The nature of our questions and the logic of our methods

In our view, there are three preverbal systems of discrete quantification, each elicited in different circumstances. Gallistel accepts one of these systems: the analog magnitude system in which the cardinal value of a set is presentation by an analog symbol that is a linear or logarithmic function of the number of elements in the set. It is the other two systems and their roles in the development of numerical capacities that are the basis for the disagreements. One of these systems we call “parallel individuation” (Carey, 2004; Feigenson & Carey, 2003; 2005; Feigenson, Carey, and Hauser, 2002). The other we call “set based quantification” (Barner, Thalwitz, Wood, & Carey, 2007; Barner, Wood, Hauser, & Carey, under review). The goal of our paper was to determine which of these three systems supports the numerical meanings of verbal numerals at the point of the child’s earliest mastery of them. Our two most important results were that (1) children cannot estimate the numerical size of sets beyond 4 without counting until 6 months after they have become cardinal-principle knowers (i.e., have mastered all of the counting principles) and (2) errors of application of “one” to “four” in estimation tasks do not show the noise signature of the analog magnitude system. We were eager to read Gallistel’s thoughts on these data, for we obtained them with tasks and analyses that were modeled after his excellent studies of the mapping between numerals and analog magnitudes in adults (Cordes, Gelman, Gallistel, & Whalen, 2001; Whalen, Gallistel, & Gelman, 1999). Thus, we were greatly disappointed that he did not engage any part of our findings in his commentary, especially since they undermine the hypothesis he favors.

As Gallistel remarks, the general hypothesis that frames our work is that knowledge of the verbal counting principles can be induced from mappings between individual numerals and core number representations. It is with this hypothesis in mind that we sought to determine which individual numerals are mapped to which preverbal number representations in the process of the construction of the verbal counting principles. But Gallistel misunderstands our project when he states that we equate knowledge of the meaning of a numeral with knowledge of how it maps to analog magnitudes. As we explicitly stated in our paper, the logic of our project is just the opposite. We say:

“(…) does not knowledge of the counting principles implicate knowledge of the mappings between large numerals and analog magnitudes? Not necessarily. (…) it may be possible to know the meaning of a symbol qua symbol in the count list without knowing its meaning qua symbol mapped onto an analog magnitude. Thus, there could be a period during which children who can determine what numeral to apply to a large set of objects (e.g. 10) by counting it, cannot do so if they are prevented from counting and are thereby forced to rely on the mapping between large numerals and analog magnitudes.”

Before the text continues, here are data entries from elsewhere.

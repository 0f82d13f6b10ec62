//! Command handling, telemetry and the status surface.

use aeroloop::app::commands::AppCommand;
use aeroloop::app::events::{AppEvent, PhStatus};
use aeroloop::app::ports::RelayChannel;
use aeroloop::config::SystemConfig;

use crate::mock_hw::Rig;

#[test]
fn telemetry_is_emitted_on_its_own_cadence() {
    let mut rig = Rig::new();

    rig.run_until(30_000, 100);
    let reports = rig
        .sink
        .count_matching(|e| matches!(e, AppEvent::Telemetry(_)));
    assert_eq!(reports, 3, "10 s cadence over 30 s");
}

#[test]
fn status_report_mirrors_the_machine() {
    let mut rig = Rig::new();
    rig.hw.light_raw = 1_234;
    rig.tick_at(100);

    let status = rig.service.status();
    assert_eq!(status.temperature_c, Some(25.0));
    assert_eq!(status.humidity_pct, Some(60.0));
    assert!((status.vpd_kpa.unwrap() - 1.267).abs() < 0.005);
    assert!((status.ph - 6.0).abs() < 0.01);
    assert!((status.reservoir_volume_l.unwrap() - 40.0).abs() < 0.1);
    assert_eq!(status.light_raw, 1_234);
    assert!(!status.misting);
    assert_eq!(status.ph_status, PhStatus::Stable);
    assert!(!status.rotating);
    assert_eq!(status.carrier_angle_steps, 0);
    assert_eq!(status.light_threshold, 2_000);
    assert!((status.ph_target - 6.0).abs() < 0.001);
}

#[test]
fn status_serialises_for_the_dashboard() {
    let mut rig = Rig::new();
    rig.hw.ph_raw = 1_462; // will be dosing at the first check
    rig.run_until(30_000, 100);

    let status = rig.service.status();
    let json = serde_json::to_value(&status).unwrap();
    assert_eq!(json["ph_status"], "adjusting");
    assert!(json["temperature_c"].is_number());
    assert!(json["misting"].is_boolean());
    assert!(json["carrier_angle_steps"].is_number());
}

#[test]
fn degraded_sensors_serialise_as_null() {
    let mut rig = Rig::new();
    rig.hw.temperature_c = f32::NAN;
    rig.hw.echo_us = 0;
    rig.tick_at(100);

    let json = serde_json::to_value(&rig.service.status()).unwrap();
    assert!(json["temperature_c"].is_null());
    assert!(json["vpd_kpa"].is_null());
    assert!(json["reservoir_volume_l"].is_null());
    assert!(json["humidity_pct"].is_number(), "humidity alone survives");
}

#[test]
fn lowering_the_light_threshold_enables_rotation() {
    let mut rig = Rig::new(); // default light 500, threshold 2000

    rig.run_until(5_000, 100);
    assert!(rig.hw.moves.is_empty());

    rig.service
        .handle_command(AppCommand::SetLightThreshold(400), &mut rig.sink);
    rig.run_until(10_000, 100);
    assert_eq!(rig.hw.moves, vec![50]);
    assert!(rig
        .sink
        .events
        .iter()
        .any(|e| matches!(e, AppEvent::ConfigUpdated)));
}

#[test]
fn moving_the_ph_target_flips_the_pump_choice() {
    // pH reads ~5.0, out of range either way.  Target above the reading
    // doses base; target dragged below it doses acid.
    let mut rig = Rig::new();
    rig.hw.ph_raw = 1_462;
    rig.service
        .handle_command(AppCommand::SetPhTarget(4.0), &mut rig.sink);

    rig.run_until(30_000, 100);
    assert!(rig.hw.relay_on(RelayChannel::Acid));
    assert!(!rig.hw.relay_on(RelayChannel::Base));
}

#[test]
fn ph_target_is_applied_as_given() {
    // No input validation in the core: even an off-scale target is
    // accepted, the dashboard layer owns sanity-checking its users.
    let mut rig = Rig::new();
    rig.service
        .handle_command(AppCommand::SetPhTarget(17.0), &mut rig.sink);
    assert!((rig.service.config().ph_target - 17.0).abs() < 0.001);
    assert!(rig
        .sink
        .events
        .iter()
        .any(|e| matches!(e, AppEvent::ConfigUpdated)));
}

#[test]
fn full_config_hot_reload() {
    let mut rig = Rig::new();
    let config = SystemConfig {
        light_threshold: 3_000,
        ph_target: 5.8,
        ..Default::default()
    };
    rig.service
        .handle_command(AppCommand::UpdateConfig(config), &mut rig.sink);

    assert_eq!(rig.service.config().light_threshold, 3_000);
    assert!((rig.service.config().ph_target - 5.8).abs() < 0.001);
}

#[test]
fn metrics_track_a_busy_run() {
    let mut rig = Rig::new();
    rig.hw.ph_raw = 1_462;
    rig.hw.light_raw = 2_500;

    rig.run_until(30_000, 100);
    let m = rig.service.metrics();
    assert!(m.ticks >= 300);
    assert!(m.mist_pulses >= 2);
    assert_eq!(m.doses, 1);
    assert_eq!(m.rotations, 6, "every 5 s over 30 s");
    assert_eq!(m.sensor_faults, 0);
}
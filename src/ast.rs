//! Abstract Syntax Tree types for grug.
//!
//! Every node is wrapped in [`Spanned`], which records where the node came
//! from: a byte span into the parsed source and the 1-based line it starts
//! on. Nodes decoded from JSON have a line (when the JSON carries one) but no
//! span, since there is no source text behind them.
//!
//! # AST Structure
//!
//! ```text
//! File
//! ├── entity: Entity (name + ordered typed fields)
//! ├── globals: Vec<GlobalVariable>
//! └── functions: Vec<Function>
//!     └── body: Block
//!         └── statements: Vec<Statement>
//!             └── Expr
//! ```
//!
//! # Equality
//!
//! `Spanned<T>` compares only the wrapped node. Two trees are equal when they
//! have the same shape and the same names, operators and literal text, no
//! matter where (or whether) they appear in a source file:
//!
//! ```rust
//! use grug_ast::Spanned;
//!
//! let parsed = Spanned::new("gun".to_string(), 7..10);
//! let decoded = Spanned::synthetic("gun".to_string());
//! assert_eq!(parsed, decoded);
//! ```

use std::fmt;
use std::ops::Range;

/// Byte offsets into the source text.
pub type Span = Range<usize>;

/// A node together with its source location.
#[derive(Debug, Clone)]
pub struct Spanned<T> {
    /// The wrapped value.
    pub node: T,
    /// Byte span in the parsed source. `None` for nodes built from JSON.
    pub span: Option<Span>,
    /// 1-based line the node starts on, when known.
    pub line: Option<u32>,
}

impl<T> Spanned<T> {
    /// Create a node parsed from source. The line is filled in later by
    /// [`crate::source::annotate_lines`].
    pub fn new(node: T, span: Span) -> Self {
        Self {
            node,
            span: Some(span),
            line: None,
        }
    }

    /// Create a node with no source text behind it.
    pub fn synthetic(node: T) -> Self {
        Self {
            node,
            span: None,
            line: None,
        }
    }

    /// Attach a line number.
    pub fn with_line(mut self, line: Option<u32>) -> Self {
        self.line = line;
        self
    }

    /// Transform the inner value while preserving the location.
    pub fn map<U>(self, f: impl FnOnce(T) -> U) -> Spanned<U> {
        Spanned {
            node: f(self.node),
            span: self.span,
            line: self.line,
        }
    }
}

impl<T: PartialEq> PartialEq for Spanned<T> {
    fn eq(&self, other: &Self) -> bool {
        self.node == other.node
    }
}

// ============================================================================
// Top-Level File Structure
// ============================================================================

/// A complete grug file.
///
/// The entity always comes first, followed by the global variables and then
/// the functions, in declaration order.
#[derive(Debug, Clone, PartialEq)]
pub struct File {
    pub entity: Spanned<Entity>,
    pub globals: Vec<Spanned<GlobalVariable>>,
    pub functions: Vec<Spanned<Function>>,
}

/// The entity a mod defines: a named record of typed fields.
///
/// ```text
/// entity gun {
///     name: string = "M60",
///     rounds_per_minute: i32 = 300,
/// }
/// ```
#[derive(Debug, Clone, PartialEq)]
pub struct Entity {
    pub name: Spanned<String>,
    pub fields: Vec<Spanned<Field>>,
}

/// One `name: type = value` entry of an entity.
#[derive(Debug, Clone, PartialEq)]
pub struct Field {
    pub name: Spanned<String>,
    pub ty: Spanned<String>,
    pub value: Spanned<Expr>,
}

/// A top-level `name: type = value` declaration.
#[derive(Debug, Clone, PartialEq)]
pub struct GlobalVariable {
    pub name: Spanned<String>,
    pub ty: Spanned<String>,
    pub value: Spanned<Expr>,
}

/// `name(params) [return_type] { ... }`
#[derive(Debug, Clone, PartialEq)]
pub struct Function {
    pub name: Spanned<String>,
    pub params: Vec<Spanned<Param>>,
    pub return_type: Option<Spanned<String>>,
    pub body: Spanned<Block>,
}

#[derive(Debug, Clone, PartialEq)]
pub struct Param {
    pub name: Spanned<String>,
    pub ty: Spanned<String>,
}

/// A statement list.
///
/// For parsed blocks the span covers the braces. The block behind an
/// `else if` has no braces of its own; its span is that of the nested `if`.
#[derive(Debug, Clone, PartialEq, Default)]
pub struct Block {
    pub statements: Vec<Spanned<Statement>>,
}

impl Block {
    pub fn new(statements: Vec<Spanned<Statement>>) -> Self {
        Self { statements }
    }

    /// The nested `if` when this block is exactly one `if` statement, which
    /// is how `else if` chains are represented.
    pub fn as_else_if(&self) -> Option<&Spanned<Statement>> {
        match self.statements.as_slice() {
            [stmt] if matches!(stmt.node, Statement::If { .. }) => Some(stmt),
            _ => None,
        }
    }
}

// ============================================================================
// Statements
// ============================================================================

#[derive(Debug, Clone, PartialEq)]
pub enum Statement {
    /// `name = value`, or `name: type = value` when declaring a local.
    Assignment {
        name: Spanned<String>,
        ty: Option<Spanned<String>>,
        value: Spanned<Expr>,
    },
    If {
        condition: Spanned<Expr>,
        then_block: Spanned<Block>,
        else_block: Option<Spanned<Block>>,
    },
    While {
        condition: Spanned<Expr>,
        body: Spanned<Block>,
    },
    Call(Call),
    Return(Option<Spanned<Expr>>),
    Break,
    Continue,
}

impl Statement {
    /// The JSON `kind` tag of this statement.
    pub fn kind_name(&self) -> &'static str {
        match self {
            Statement::Assignment { .. } => "assignment",
            Statement::If { .. } => "if",
            Statement::While { .. } => "while",
            Statement::Call(_) => "call",
            Statement::Return(_) => "return",
            Statement::Break => "break",
            Statement::Continue => "continue",
        }
    }
}

/// `name(arguments)`, usable both as a statement and as an expression.
#[derive(Debug, Clone, PartialEq)]
pub struct Call {
    pub name: Spanned<String>,
    pub arguments: Vec<Spanned<Expr>>,
}

// ============================================================================
// Expressions
// ============================================================================

#[derive(Debug, Clone, PartialEq)]
pub enum Expr {
    /// A literal, stored as its exact source text (without quotes for strings).
    Literal { kind: LiteralKind, value: String },
    Identifier(String),
    Unary {
        op: UnaryOp,
        operand: Box<Spanned<Expr>>,
    },
    Binary {
        op: BinOp,
        left: Box<Spanned<Expr>>,
        right: Box<Spanned<Expr>>,
    },
    Call(Call),
}

impl Expr {
    pub fn number(text: impl Into<String>) -> Self {
        Expr::Literal {
            kind: LiteralKind::Number,
            value: text.into(),
        }
    }

    pub fn string(text: impl Into<String>) -> Self {
        Expr::Literal {
            kind: LiteralKind::String,
            value: text.into(),
        }
    }

    pub fn bool(value: bool) -> Self {
        Expr::Literal {
            kind: LiteralKind::Bool,
            value: value.to_string(),
        }
    }

    /// The JSON `kind` tag of this expression.
    pub fn kind_name(&self) -> &'static str {
        match self {
            Expr::Literal { kind, .. } => kind.as_str(),
            Expr::Identifier(_) => "identifier",
            Expr::Unary { .. } => "unary",
            Expr::Binary { .. } => "binary",
            Expr::Call(_) => "call",
        }
    }
}

#[derive(Debug, Clone, Copy, PartialEq, Eq)]
pub enum LiteralKind {
    Number,
    String,
    Bool,
}

impl LiteralKind {
    pub fn as_str(self) -> &'static str {
        match self {
            LiteralKind::Number => "number",
            LiteralKind::String => "string",
            LiteralKind::Bool => "bool",
        }
    }
}

#[derive(Debug, Clone, Copy, PartialEq, Eq)]
pub enum UnaryOp {
    Neg,
    Not,
}

impl UnaryOp {
    pub fn symbol(self) -> &'static str {
        match self {
            UnaryOp::Neg => "-",
            UnaryOp::Not => "not",
        }
    }

    pub fn from_symbol(symbol: &str) -> Option<Self> {
        match symbol {
            "-" => Some(UnaryOp::Neg),
            "not" => Some(UnaryOp::Not),
            _ => None,
        }
    }
}

/// Binary operators.
#[derive(Debug, Clone, Copy, PartialEq, Eq)]
pub enum BinOp {
    Or,
    And,
    Eq,
    Ne,
    Lt,
    Gt,
    Le,
    Ge,
    Add,
    Sub,
    Mul,
    Div,
    Rem,
}

impl BinOp {
    pub const ALL: [BinOp; 13] = [
        BinOp::Or,
        BinOp::And,
        BinOp::Eq,
        BinOp::Ne,
        BinOp::Lt,
        BinOp::Gt,
        BinOp::Le,
        BinOp::Ge,
        BinOp::Add,
        BinOp::Sub,
        BinOp::Mul,
        BinOp::Div,
        BinOp::Rem,
    ];

    pub fn symbol(self) -> &'static str {
        match self {
            BinOp::Or => "or",
            BinOp::And => "and",
            BinOp::Eq => "==",
            BinOp::Ne => "!=",
            BinOp::Lt => "<",
            BinOp::Gt => ">",
            BinOp::Le => "<=",
            BinOp::Ge => ">=",
            BinOp::Add => "+",
            BinOp::Sub => "-",
            BinOp::Mul => "*",
            BinOp::Div => "/",
            BinOp::Rem => "%",
        }
    }

    pub fn from_symbol(symbol: &str) -> Option<Self> {
        Self::ALL.into_iter().find(|op| op.symbol() == symbol)
    }

    /// Binding strength; higher binds tighter. All levels are left associative.
    pub fn precedence(self) -> u8 {
        match self {
            BinOp::Or => 1,
            BinOp::And => 2,
            BinOp::Eq | BinOp::Ne => 3,
            BinOp::Lt | BinOp::Gt | BinOp::Le | BinOp::Ge => 4,
            BinOp::Add | BinOp::Sub => 5,
            BinOp::Mul | BinOp::Div | BinOp::Rem => 6,
        }
    }
}

/// Precedence of prefix operators, tighter than any binary operator.
pub const UNARY_PRECEDENCE: u8 = 7;

impl fmt::Display for BinOp {
    fn fmt(&self, f: &mut fmt::Formatter<'_>) -> fmt::Result {
        f.write_str(self.symbol())
    }
}

// ============================================================================
// Shared validation
// ============================================================================

/// Words that cannot be used as names or type tags.
pub const KEYWORDS: [&str; 12] = [
    "entity", "if", "else", "while", "break", "continue", "return", "true", "false", "and", "or",
    "not",
];

/// Whether `text` is a usable name: an identifier that is not a keyword.
pub fn is_identifier(text: &str) -> bool {
    let mut chars = text.chars();
    let Some(first) = chars.next() else {
        return false;
    };
    (first.is_ascii_alphabetic() || first == '_')
        && chars.all(|c| c.is_ascii_alphanumeric() || c == '_')
        && !KEYWORDS.contains(&text)
}

/// Whether `text` is a number literal as the lexer reads it.
pub fn is_number_literal(text: &str) -> bool {
    let (int, frac) = match text.split_once('.') {
        Some((int, frac)) => (int, Some(frac)),
        None => (text, None),
    };
    let digits = |s: &str| !s.is_empty() && s.bytes().all(|b| b.is_ascii_digit());
    digits(int) && frac.is_none_or(digits)
}

/// Check that a literal's text is something the lexer could have produced.
pub fn check_literal(kind: LiteralKind, value: &str) -> Result<(), String> {
    match kind {
        LiteralKind::Number if !is_number_literal(value) => {
            Err(format!("\"{}\" is not a valid number literal", value))
        }
        LiteralKind::Bool if value != "true" && value != "false" => Err(format!(
            "\"{}\" is not a valid bool literal, expected \"true\" or \"false\"",
            value
        )),
        LiteralKind::String if value.contains(['"', '\n', '\r']) => Err(format!(
            "string literal \"{}\" cannot contain quotes or line breaks",
            value.escape_debug()
        )),
        _ => Ok(()),
    }
}

/// Check a declared type tag against the value it is initialised with.
///
/// Only literal values (and negated number literals) are checked; anything
/// else is left to the typechecker.
pub fn check_declared_type(name: &str, ty: &str, value: &Expr) -> Result<(), String> {
    let (kind, text, negated) = match value {
        Expr::Literal { kind, value } => (*kind, value.as_str(), false),
        Expr::Unary {
            op: UnaryOp::Neg,
            operand,
        } => match &operand.node {
            Expr::Literal {
                kind: LiteralKind::Number,
                value,
            } => (LiteralKind::Number, value.as_str(), true),
            _ => return Ok(()),
        },
        _ => return Ok(()),
    };

    let expected = match ty {
        "i32" | "f32" => LiteralKind::Number,
        "bool" => LiteralKind::Bool,
        "string" => LiteralKind::String,
        _ => return Ok(()),
    };

    if kind != expected {
        return Err(format!(
            "\"{}\" has type {}, but is assigned a {} literal",
            name,
            ty,
            kind.as_str()
        ));
    }

    if ty == "i32" {
        let signed = if negated {
            format!("-{}", text)
        } else {
            text.to_string()
        };
        if signed.parse::<i32>().is_err() {
            return Err(format!(
                "\"{}\" has type i32, but {} is not a valid i32",
                name, signed
            ));
        }
    }

    Ok(())
}
//! AST ⇄ JSON mapping.
//!
//! Every node becomes one JSON object whose `"kind"` key names the node type
//! and whose other keys hold its children by role. Scalars (names, type tags,
//! operators and literal text) are always JSON strings so numbers keep their
//! exact spelling. Nodes may carry an integer `"line"`; it is informational
//! and never affects equality.
//!
//! ```rust
//! use grug_ast::{codec, parse};
//!
//! let file = parse("entity gun {\n\trpm: i32 = 300,\n}\n").unwrap();
//! let json = codec::encode(&file);
//! assert_eq!(json["entity"]["fields"][0]["value"]["value"], "300");
//! assert_eq!(codec::decode(&json).unwrap(), file);
//! ```

mod decode;
mod encode;

pub use decode::decode;
pub(crate) use decode::decode_for_patch;
pub use encode::encode;

/// Kinds that may appear where a statement is expected.
pub const STATEMENT_KINDS: [&str; 7] = [
    "assignment",
    "if",
    "while",
    "call",
    "return",
    "break",
    "continue",
];

/// Kinds that may appear where an expression is expected.
pub const EXPRESSION_KINDS: [&str; 7] = [
    "number",
    "string",
    "bool",
    "identifier",
    "unary",
    "binary",
    "call",
];

/// Kinds of the structural nodes above statement level.
pub const ITEM_KINDS: [&str; 6] = ["file", "entity", "field", "global", "function", "param"];

/// Whether `kind` names any node type.
pub fn is_known_kind(kind: &str) -> bool {
    ITEM_KINDS.contains(&kind) || STATEMENT_KINDS.contains(&kind) || EXPRESSION_KINDS.contains(&kind)
}
//! Byte-level layout queries on the original source.
//!
//! The differ knows node spans; these helpers answer the questions about
//! the text around them: where a line ends, whether a node sits alone on its
//! lines, and which bytes a deletion should take with it.

use std::ops::Range;

/// Offset of the `\n` ending the line containing `offset`, or the source
/// length on the last line.
pub fn line_end(source: &str, offset: usize) -> usize {
    source[offset..]
        .find('\n')
        .map_or(source.len(), |i| offset + i)
}

/// Offset of the first byte of the line containing `offset`.
pub fn line_start(source: &str, offset: usize) -> usize {
    source[..offset].rfind('\n').map_or(0, |i| i + 1)
}

/// Whether only spaces and tabs precede `offset` on its line.
pub fn starts_line(source: &str, offset: usize) -> bool {
    source[line_start(source, offset)..offset]
        .chars()
        .all(|c| c == ' ' || c == '\t')
}

/// If `offset` is followed by an optional `,` (when `comma` is set), spaces
/// and an optional comment up to the end of the line, the offset of that
/// line end.
pub fn rest_of_line_is_trivia(source: &str, offset: usize, comma: bool) -> Option<usize> {
    let end = line_end(source, offset);
    let mut rest = source[offset..end].trim_start_matches([' ', '\t', '\r']);
    if comma {
        if let Some(after) = rest.strip_prefix(',') {
            rest = after.trim_start_matches([' ', '\t', '\r']);
        }
    }
    (rest.is_empty() || rest.starts_with('#')).then_some(end)
}

/// Offset just past the `,` that follows `offset`, skipping whitespace,
/// newlines and comments in between.
pub fn comma_after(source: &str, offset: usize) -> Option<usize> {
    let mut pos = offset;
    let bytes = source.as_bytes();
    while pos < bytes.len() {
        match bytes[pos] {
            b' ' | b'\t' | b'\r' | b'\n' => pos += 1,
            b'#' => pos = line_end(source, pos),
            b',' => return Some(pos + 1),
            _ => return None,
        }
    }
    None
}

/// Whether the line starting at `start` holds only whitespace.
fn blank_line_at(source: &str, start: usize) -> bool {
    start < source.len()
        && source[start..line_end(source, start)]
            .chars()
            .all(|c| c == ' ' || c == '\t' || c == '\r')
}

/// Whether the line starting at `start` begins with a closing `}`.
fn closes_block(source: &str, start: usize) -> bool {
    source[start..line_end(source, start)]
        .trim_start_matches([' ', '\t'])
        .starts_with('}')
}

/// The bytes to remove when deleting the node, or run of adjacent nodes, at
/// `span`.
///
/// Nodes that have their lines to themselves lose them whole: leading
/// indentation, the nodes, a following separator, a trailing comment and the
/// newline. A blank line left doubled, or left in front of a closing `}` or
/// the end of the file, is removed too. Otherwise only the nodes, their
/// separator and the spaces after them are removed.
pub fn deletion_range(source: &str, span: Range<usize>, comma: bool) -> Range<usize> {
    if starts_line(source, span.start) {
        if let Some(end) = rest_of_line_is_trivia(source, span.end, comma) {
            let start = line_start(source, span.start);
            let mut end = (end + 1).min(source.len());

            let prev_blank = start > 0 && blank_line_at(source, line_start(source, start - 1));
            if prev_blank {
                if blank_line_at(source, end) {
                    end = (line_end(source, end) + 1).min(source.len());
                } else if end == source.len() || closes_block(source, end) {
                    // Nothing follows in this list: take the blank line before
                    return line_start(source, start - 1)..end;
                }
            }
            return start..end;
        }
    }

    let mut end = span.end;
    if comma {
        if let Some(after) = comma_after(source, end) {
            end = after;
        }
    }
    let rest = &source[end..];
    end += rest.len() - rest.trim_start_matches([' ', '\t']).len();

    // Nothing followed the node: take the spaces before it instead
    let mut start = span.start;
    if end == span.end {
        let before = &source[..start];
        start -= before.len() - before.trim_end_matches([' ', '\t']).len();
    }
    start..end
}
//! `grug-ast`: dump, apply and generate grug files from the command line.
//!
//! Usage:
//!   grug-ast dump-ast <SOURCE> <JSON>
//!   grug-ast dump-json <SOURCE> <JSON>
//!   grug-ast apply <JSON> <TARGET>
//!   grug-ast generate <JSON> <OUTPUT>
//!   grug-ast tokens <SOURCE> [LINE]

use anyhow::{Context, Result};
use clap::{Parser, Subcommand};
use grug_ast::{Diagnostic, ErrorKind, ErrorReporter};
use std::fs;
use std::path::PathBuf;
use std::process::ExitCode;

#[derive(Parser)]
#[command(name = "grug-ast")]
#[command(about = "Round-trip grug files through a JSON AST", long_about = None)]
#[command(version)]
struct Cli {
    /// Render syntax errors with a source excerpt
    #[arg(long, global = true)]
    pretty: bool,

    /// Log more (-v debug, -vv trace); RUST_LOG overrides
    #[arg(short, long, global = true, action = clap::ArgAction::Count)]
    verbose: u8,

    #[command(subcommand)]
    command: Commands,
}

#[derive(Subcommand)]
enum Commands {
    /// Dump the AST of a source file as compact JSON
    DumpAst { source: PathBuf, json: PathBuf },

    /// Dump the AST of a source file as pretty-printed JSON
    DumpJson { source: PathBuf, json: PathBuf },

    /// Patch a source file in place to match a JSON AST
    Apply { json: PathBuf, target: PathBuf },

    /// Write a new source file from a JSON AST
    Generate { json: PathBuf, output: PathBuf },

    /// Print the token stream of a source file
    Tokens {
        source: PathBuf,

        /// Only show tokens within five lines of this one
        line: Option<u32>,
    },
}

fn main() -> Result<ExitCode> {
    let cli = Cli::parse();
    init_logging(cli.verbose);

    let outcome = match cli.command {
        Commands::DumpAst { source, json } => grug_ast::dump_file_ast(source, json),
        Commands::DumpJson { source, json } => grug_ast::dump_file_to_json(source, json),
        Commands::Apply { json, target } => {
            grug_ast::apply_file_ast(json, &target).map(|changed| {
                if changed {
                    log::info!("{} updated", target.display());
                } else {
                    log::info!("{} already up to date", target.display());
                }
            })
        }
        Commands::Generate { json, output } => grug_ast::generate_file_from_json(json, output),
        Commands::Tokens { source, line } => return cmd_tokens(source, line, cli.pretty),
    };

    match outcome {
        Ok(()) => Ok(ExitCode::SUCCESS),
        Err(diagnostic) => {
            report(&diagnostic, cli.pretty);
            Ok(ExitCode::FAILURE)
        }
    }
}

fn init_logging(verbose: u8) {
    let level = match verbose {
        0 => "warn",
        1 => "debug",
        _ => "trace",
    };
    env_logger::Builder::from_env(env_logger::Env::default().default_filter_or(level)).init();
}

/// Print a diagnostic to stderr.
///
/// With `--pretty`, syntax errors are re-derived from the file so the
/// report can show the offending source.
fn report(diagnostic: &Diagnostic, pretty: bool) {
    if pretty && diagnostic.kind == ErrorKind::Syntax {
        if let Ok(source) = fs::read_to_string(&diagnostic.path) {
            if let Err(err) = grug_ast::parse(&source) {
                let name = diagnostic.path.display().to_string();
                eprint!("{}", ErrorReporter::new(name, &source).render(&err));
                return;
            }
        }
    }
    eprintln!("{}", diagnostic);
}

fn cmd_tokens(source_path: PathBuf, target_line: Option<u32>, pretty: bool) -> Result<ExitCode> {
    let source = fs::read_to_string(&source_path)
        .with_context(|| format!("Failed to read {}", source_path.display()))?;
    let index = grug_ast::source::LineIndex::new(&source);

    match grug_ast::parser::lex(&source) {
        Ok(tokens) => {
            for (tok, span) in &tokens {
                let line = index.line_of(span.start);
                let near = target_line
                    .map_or(true, |target| line.abs_diff(target) <= 5);
                if near {
                    println!("Line {:4}: {:?} @ {:?}", line, tok, span);
                }
            }
            Ok(ExitCode::SUCCESS)
        }
        Err(err) => {
            report(&Diagnostic::new(source_path, err), pretty);
            Ok(ExitCode::FAILURE)
        }
    }
}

It is for this very reason that we took great pains to make sure that our measure of children’s knowledge of mappings between numerals and core number representations was independent from our measure of knowledge of verbal counting; e.g., our Fast Cards task (Experiment 1) prevented the use of verbal counting so that it would test knowledge of mappings between numerals and core number representations in subset-knowers and in cardinal principle-knowers (Subset-knowers have assigned numerical meaning to only a subset of the numerals on their count list; that is they are “one-,” “two-,” “three-, or “four-“ knowers. Henceforth, we use “CP-knowers” as short for “cardinal principle-knowers”). We followed this experimental logic all the way to the end. Our most important result is that there are children who have knowledge of the counting principles and can count at least up to “ten” but haven’t mapped numerals beyond “four” onto analog magnitudes – i.e. CP non-mappers.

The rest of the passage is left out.